The CDC (center for disease control) recommends that health care providers begin administering Flu Vaccines during September or as soon as they become available.
There are two types of flu vaccines available. The “flu shot” is an intramuscular injection, typically given in the arm, of the killed flu virus. It is recommended that anyone 6 months or older receive the vaccine. All healthy individuals, pregnant women, and those with chronic medical conditions such as diabetes, asthma or immunosupressed individuals can be given the injection. Another option offered is FluMist the nasal spray flu vaccine. This is a live, weakened strain of the flu virus. It is only recommended to individuals ages 2 to 49, and who are not pregnant.

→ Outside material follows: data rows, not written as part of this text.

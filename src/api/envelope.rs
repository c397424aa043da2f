//! Response envelope shared by the server handlers and the client SDK.
//!
//! Every endpoint answers `{success, data?, error?, pagination?}`; bulk
//! endpoints carry their per-id results inside `data.results`.

use crate::error::AppError;
use axum::http::StatusCode;
use axum::response::{IntoResponse, Response};
use axum::Json;
use serde::{Deserialize, Serialize};
use uuid::Uuid;

/// Standard response envelope
#[derive(Debug, Clone, Serialize, Deserialize)]
#[serde(rename_all = "camelCase")]
pub struct ApiResponse<T> {
    pub success: bool,
    #[serde(skip_serializing_if = "Option::is_none")]
    pub data: Option<T>,
    #[serde(skip_serializing_if = "Option::is_none")]
    pub error: Option<String>,
    #[serde(skip_serializing_if = "Option::is_none")]
    pub pagination: Option<Pagination>,
}

/// Cursor/page pagination block
#[derive(Debug, Clone, Serialize, Deserialize)]
#[serde(rename_all = "camelCase")]
pub struct Pagination {
    #[serde(skip_serializing_if = "Option::is_none")]
    pub next_cursor: Option<Uuid>,
    pub has_more: bool,
    #[serde(skip_serializing_if = "Option::is_none")]
    pub total: Option<usize>,
    #[serde(skip_serializing_if = "Option::is_none")]
    pub page: Option<usize>,
    #[serde(skip_serializing_if = "Option::is_none")]
    pub page_size: Option<usize>,
}

impl<T> ApiResponse<T> {
    pub fn ok(data: T) -> Self {
        Self {
            success: true,
            data: Some(data),
            error: None,
            pagination: None,
        }
    }

    pub fn ok_paginated(data: T, pagination: Pagination) -> Self {
        Self {
            success: true,
            data: Some(data),
            error: None,
            pagination: Some(pagination),
        }
    }

    pub fn err(message: String) -> Self {
        Self {
            success: false,
            data: None,
            error: Some(message),
            pagination: None,
        }
    }
}

impl<T: Serialize> IntoResponse for ApiResponse<T> {
    fn into_response(self) -> Response {
        Json(self).into_response()
    }
}

/// AppError adapter so handlers can use `?`
pub struct ApiError(pub AppError);

impl From<AppError> for ApiError {
    fn from(err: AppError) -> Self {
        ApiError(err)
    }
}

impl IntoResponse for ApiError {
    fn into_response(self) -> Response {
        let status = StatusCode::from_u16(self.0.status_code())
            .unwrap_or(StatusCode::INTERNAL_SERVER_ERROR);
        let body = ApiResponse::<()>::err(self.0.to_string());
        (status, Json(body)).into_response()
    }
}

/// Result alias for handlers
pub type HandlerResult<T> = Result<ApiResponse<T>, ApiError>;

The most important part of preventing the flu each season is to contact a healthcare provider and procure either form of the flu vaccine. Aside from this it is also important to prevent spreading the flu virus. According to Courtney Jones, APRN, NNP, BC the single most effective way to prevent the spread of the virus is hand washing. “People should wash their hand with water and soap, especially after coming in contact with high touched surfaces.” These surfaces include telephones, keyboards, and countertops. Jones also suggests, “when water is not available, use an alcohol based hand sanitizer.” She also stressed the importance of,” not touching mucus membranes including the nose and mouth.”
Additional precautions Jones recommended includes coughing and sneezing into a disposable tissue, avoiding close contact with sick people. She also points out that if someone is sick, they should stay home for at least 24 hours after their temperature has been relieved without the use of fever reducing medications. Sick individual should avoid leaving home except to seek medical attention.

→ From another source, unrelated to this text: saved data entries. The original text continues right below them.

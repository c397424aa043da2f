//! Repository for RipLimit accounts and ledger entries.
//!
//! Every mutation runs under a single writer lock over both the account map
//! and the entry log, so each operation is atomic, including the compound
//! bid movement that touches two accounts. Each movement appends a ledger
//! entry with before/after snapshots of both buckets.

use crate::error::StoreError;
use crate::models::{LedgerEntry, LedgerEntryType, RipLimitAccount, RipLimitStats};
use chrono::NaiveDateTime;
use rust_decimal::Decimal;
use std::collections::HashMap;
use tokio::sync::RwLock;
use uuid::Uuid;

/// Filters for the admin account listing
#[derive(Debug, Clone, Default)]
pub struct AccountFilter {
    pub has_unpaid: Option<bool>,
    pub is_blocked: Option<bool>,
}

/// The displaced highest bidder whose hold is released in the same
/// atomic unit that blocks the new bidder's amount
#[derive(Debug, Clone, Copy)]
pub struct OutbidRelease {
    pub user_id: Uuid,
    pub amount: Decimal,
}

struct Inner {
    accounts: HashMap<Uuid, RipLimitAccount>,
    entries: Vec<LedgerEntry>,
}

pub struct BalanceRepository {
    inner: RwLock<Inner>,
}

impl Default for BalanceRepository {
    fn default() -> Self {
        Self::new()
    }
}

impl BalanceRepository {
    pub fn new() -> Self {
        Self {
            inner: RwLock::new(Inner {
                accounts: HashMap::new(),
                entries: Vec::new(),
            }),
        }
    }

    /// Get or create a user's account
    pub async fn get_or_create(&self, user_id: Uuid) -> RipLimitAccount {
        let mut inner = self.inner.write().await;
        inner
            .accounts
            .entry(user_id)
            .or_insert_with(|| RipLimitAccount::new(user_id))
            .clone()
    }

    pub async fn find(&self, user_id: Uuid) -> Option<RipLimitAccount> {
        self.inner.read().await.accounts.get(&user_id).cloned()
    }

    /// Move `amount` from available to blocked against an open bid
    pub async fn hold(
        &self,
        user_id: Uuid,
        amount: Decimal,
        auction_id: Uuid,
    ) -> Result<RipLimitAccount, StoreError> {
        let mut inner = self.inner.write().await;
        hold_locked(&mut inner, user_id, amount, auction_id)?;
        Ok(inner.accounts[&user_id].clone())
    }

    /// Move `amount` back from blocked to available.
    ///
    /// Fails with a ledger inconsistency if the blocked bucket cannot cover
    /// the release; that is a bookkeeping bug, never clamped.
    pub async fn release(
        &self,
        user_id: Uuid,
        amount: Decimal,
        auction_id: Uuid,
    ) -> Result<RipLimitAccount, StoreError> {
        let mut inner = self.inner.write().await;
        unblock_locked(
            &mut inner,
            user_id,
            amount,
            auction_id,
            LedgerEntryType::Release,
        )?;
        Ok(inner.accounts[&user_id].clone())
    }

    /// Refund a standing hold (reserve not met, auction cancelled by admin
    /// workflow). Same movement as a release, distinct ledger entry type.
    pub async fn refund_hold(
        &self,
        user_id: Uuid,
        amount: Decimal,
        auction_id: Uuid,
    ) -> Result<RipLimitAccount, StoreError> {
        let mut inner = self.inner.write().await;
        unblock_locked(
            &mut inner,
            user_id,
            amount,
            auction_id,
            LedgerEntryType::Refund,
        )?;
        Ok(inner.accounts[&user_id].clone())
    }

    /// Execute the balance movements of one bid acceptance as a single
    /// atomic unit: release the bidder's prior hold on this auction (ceiling
    /// raise), block the new amount, and release the displaced highest
    /// bidder's hold.
    ///
    /// Only the incremental delta over `prior_hold` must be available.
    pub async fn apply_bid_hold(
        &self,
        bidder: Uuid,
        amount: Decimal,
        prior_hold: Decimal,
        outbid: Option<OutbidRelease>,
        auction_id: Uuid,
    ) -> Result<RipLimitAccount, StoreError> {
        let mut inner = self.inner.write().await;

        let account = inner
            .accounts
            .entry(bidder)
            .or_insert_with(|| RipLimitAccount::new(bidder));
        let required = amount - prior_hold;
        if account.available_balance < required {
            return Err(StoreError::InsufficientBalance {
                available: account.available_balance,
                required,
            });
        }

        if prior_hold > Decimal::ZERO {
            unblock_locked(
                &mut inner,
                bidder,
                prior_hold,
                auction_id,
                LedgerEntryType::Release,
            )?;
        }
        hold_locked(&mut inner, bidder, amount, auction_id)?;

        if let Some(outbid) = outbid {
            unblock_locked(
                &mut inner,
                outbid.user_id,
                outbid.amount,
                auction_id,
                LedgerEntryType::Release,
            )?;
        }

        Ok(inner.accounts[&bidder].clone())
    }

    /// Admin adjustment: an explicit signed delta applied to the available
    /// balance. The mandatory reason is checked before any mutation and the
    /// entry records actor and before/after snapshots.
    pub async fn adjust(
        &self,
        user_id: Uuid,
        signed_amount: Decimal,
        reason: &str,
        actor: Uuid,
    ) -> Result<(RipLimitAccount, LedgerEntry), StoreError> {
        if reason.trim().is_empty() {
            return Err(StoreError::InvalidInput(
                "adjustment reason is required".into(),
            ));
        }

        let mut inner = self.inner.write().await;
        let account = inner
            .accounts
            .entry(user_id)
            .or_insert_with(|| RipLimitAccount::new(user_id));

        let after = account.available_balance + signed_amount;
        if after < Decimal::ZERO {
            return Err(StoreError::InvalidInput(format!(
                "adjustment would drive available balance negative ({})",
                after
            )));
        }

        let before = snapshot(account);
        account.available_balance = after;
        account.updated_at = now();
        check(account)?;
        let account = account.clone();

        let entry = push_entry(
            &mut inner,
            &account,
            before,
            LedgerEntryType::Adjustment,
            signed_amount,
            None,
            Some(reason.to_string()),
            Some(actor),
        );

        Ok((account, entry))
    }

    /// Flag a won auction: the winner's hold stays blocked and the account
    /// is gated until payment clears
    pub async fn settle_won(
        &self,
        user_id: Uuid,
        amount: Decimal,
        auction_id: Uuid,
    ) -> Result<RipLimitAccount, StoreError> {
        let mut inner = self.inner.write().await;
        let account = inner
            .accounts
            .get_mut(&user_id)
            .ok_or_else(|| StoreError::NotFound(format!("account {}", user_id)))?;

        let before = snapshot(account);
        account.has_unpaid_auctions = true;
        account.updated_at = now();
        let account = account.clone();

        push_entry(
            &mut inner,
            &account,
            before,
            LedgerEntryType::WonSettlement,
            amount,
            Some(auction_id),
            None,
            None,
        );

        Ok(account)
    }

    /// Admin block/unblock toggle
    pub async fn set_blocked(
        &self,
        user_id: Uuid,
        blocked: bool,
    ) -> Result<RipLimitAccount, StoreError> {
        let mut inner = self.inner.write().await;
        let account = inner
            .accounts
            .entry(user_id)
            .or_insert_with(|| RipLimitAccount::new(user_id));
        account.is_blocked = blocked;
        account.updated_at = now();
        Ok(account.clone())
    }

    /// Ledger history for a user, newest first
    pub async fn entries_for_user(&self, user_id: Uuid, limit: usize) -> Vec<LedgerEntry> {
        let inner = self.inner.read().await;
        let mut entries: Vec<LedgerEntry> = inner
            .entries
            .iter()
            .filter(|e| e.user_id == user_id)
            .cloned()
            .collect();
        entries.sort_by(|a, b| b.created_at.cmp(&a.created_at));
        entries.truncate(limit);
        entries
    }

    /// Aggregate figures for the admin dashboard
    pub async fn stats(&self) -> RipLimitStats {
        let inner = self.inner.read().await;
        let mut stats = RipLimitStats {
            total_accounts: 0,
            total_available: Decimal::ZERO,
            total_blocked: Decimal::ZERO,
            blocked_accounts: 0,
            accounts_with_unpaid: 0,
        };
        for account in inner.accounts.values() {
            stats.total_accounts += 1;
            stats.total_available += account.available_balance;
            stats.total_blocked += account.blocked_balance;
            if account.is_blocked {
                stats.blocked_accounts += 1;
            }
            if account.has_unpaid_auctions {
                stats.accounts_with_unpaid += 1;
            }
        }
        stats
    }

    /// Page/pageSize listing for the admin dashboard; returns the page and
    /// the total matching count
    pub async fn list(
        &self,
        filter: &AccountFilter,
        page: usize,
        page_size: usize,
    ) -> (Vec<RipLimitAccount>, usize) {
        let inner = self.inner.read().await;
        let mut matched: Vec<RipLimitAccount> = inner
            .accounts
            .values()
            .filter(|a| {
                if let Some(has_unpaid) = filter.has_unpaid {
                    if a.has_unpaid_auctions != has_unpaid {
                        return false;
                    }
                }
                if let Some(is_blocked) = filter.is_blocked {
                    if a.is_blocked != is_blocked {
                        return false;
                    }
                }
                true
            })
            .cloned()
            .collect();
        matched.sort_by(|a, b| a.user_id.cmp(&b.user_id));

        let total = matched.len();
        let page = page.max(1);
        let page_size = if page_size == 0 {
            20
        } else {
            page_size.min(100)
        };
        let items = matched
            .into_iter()
            .skip((page - 1) * page_size)
            .take(page_size)
            .collect();
        (items, total)
    }
}

fn now() -> NaiveDateTime {
    chrono::Utc::now().naive_utc()
}

fn snapshot(account: &RipLimitAccount) -> (Decimal, Decimal) {
    (account.available_balance, account.blocked_balance)
}

fn check(account: &RipLimitAccount) -> Result<(), StoreError> {
    account
        .check_invariants()
        .map_err(StoreError::LedgerInconsistency)
}

fn hold_locked(
    inner: &mut Inner,
    user_id: Uuid,
    amount: Decimal,
    auction_id: Uuid,
) -> Result<(), StoreError> {
    let account = inner
        .accounts
        .entry(user_id)
        .or_insert_with(|| RipLimitAccount::new(user_id));
    if account.available_balance < amount {
        return Err(StoreError::InsufficientBalance {
            available: account.available_balance,
            required: amount,
        });
    }

    let before = snapshot(account);
    account.available_balance -= amount;
    account.blocked_balance += amount;
    account.updated_at = now();
    check(account)?;
    let account = account.clone();

    push_entry(
        inner,
        &account,
        before,
        LedgerEntryType::Hold,
        amount,
        Some(auction_id),
        None,
        None,
    );
    Ok(())
}

fn unblock_locked(
    inner: &mut Inner,
    user_id: Uuid,
    amount: Decimal,
    auction_id: Uuid,
    entry_type: LedgerEntryType,
) -> Result<(), StoreError> {
    let account = inner
        .accounts
        .get_mut(&user_id)
        .ok_or_else(|| StoreError::NotFound(format!("account {}", user_id)))?;
    if account.blocked_balance < amount {
        return Err(StoreError::LedgerInconsistency(format!(
            "release of {} exceeds blocked balance {} for user {}",
            amount, account.blocked_balance, user_id
        )));
    }

    let before = snapshot(account);
    account.blocked_balance -= amount;
    account.available_balance += amount;
    account.updated_at = now();
    check(account)?;
    let account = account.clone();

    push_entry(
        inner,
        &account,
        before,
        entry_type,
        amount,
        Some(auction_id),
        None,
        None,
    );
    Ok(())
}

#[allow(clippy::too_many_arguments)]
fn push_entry(
    inner: &mut Inner,
    account: &RipLimitAccount,
    before: (Decimal, Decimal),
    entry_type: LedgerEntryType,
    amount: Decimal,
    auction_id: Option<Uuid>,
    reason: Option<String>,
    actor: Option<Uuid>,
) -> LedgerEntry {
    let entry = LedgerEntry {
        id: Uuid::new_v4(),
        user_id: account.user_id,
        auction_id,
        entry_type,
        amount,
        available_before: before.0,
        available_after: account.available_balance,
        blocked_before: before.1,
        blocked_after: account.blocked_balance,
        reason,
        actor,
        created_at: now(),
    };
    inner.entries.push(entry.clone());
    entry
}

The symptoms indicating that you have contracted the flu include fever (usually high), chills, sore throat, cough, headache, extreme fatigue, nasal congestion, and diarrhea and vomiting is typically noted with children. Jones says, “it’s important to consume plenty of fluids to stay hydrated.” Parents should remember children should not be given aspirin, due to the risk of Reye Syndrome. Jones warns, “aspirin is an ingredient in many over the counter products.” Parents should read labels or ask a physician or pharmacist if they are still unclear.
For those unlucky individuals that do contract the flu virus, antiviral drugs are available by prescription. These drugs prevent the virus from reproducing; this will result in a milder, short illness. This can also prevent the flu from leading to more serious complications such a sinus infections and pneumonia. Individuals with special consideration including pregnant women, young children, people over 65, and people with chronic disorders such as diabetes, renal failure, neurological and neuromuscular disorders and heart disease should seek treatment from their healthcare provider. Treatment of the flu is optimal when administered within two days of feeling the symptoms.
It is important to consider that flu season is unpredictable in timing, severity, and the length of the season. The typical season will peak in January or February, but as late as May. Because of genetic differences in each strain of the flu is difficult to predict the success of each year’s vaccine. All these factors combined stress the major importance in prevention. People should assume responsibility in getting vaccinated and preventing the spread of the virus through frequent hand washing.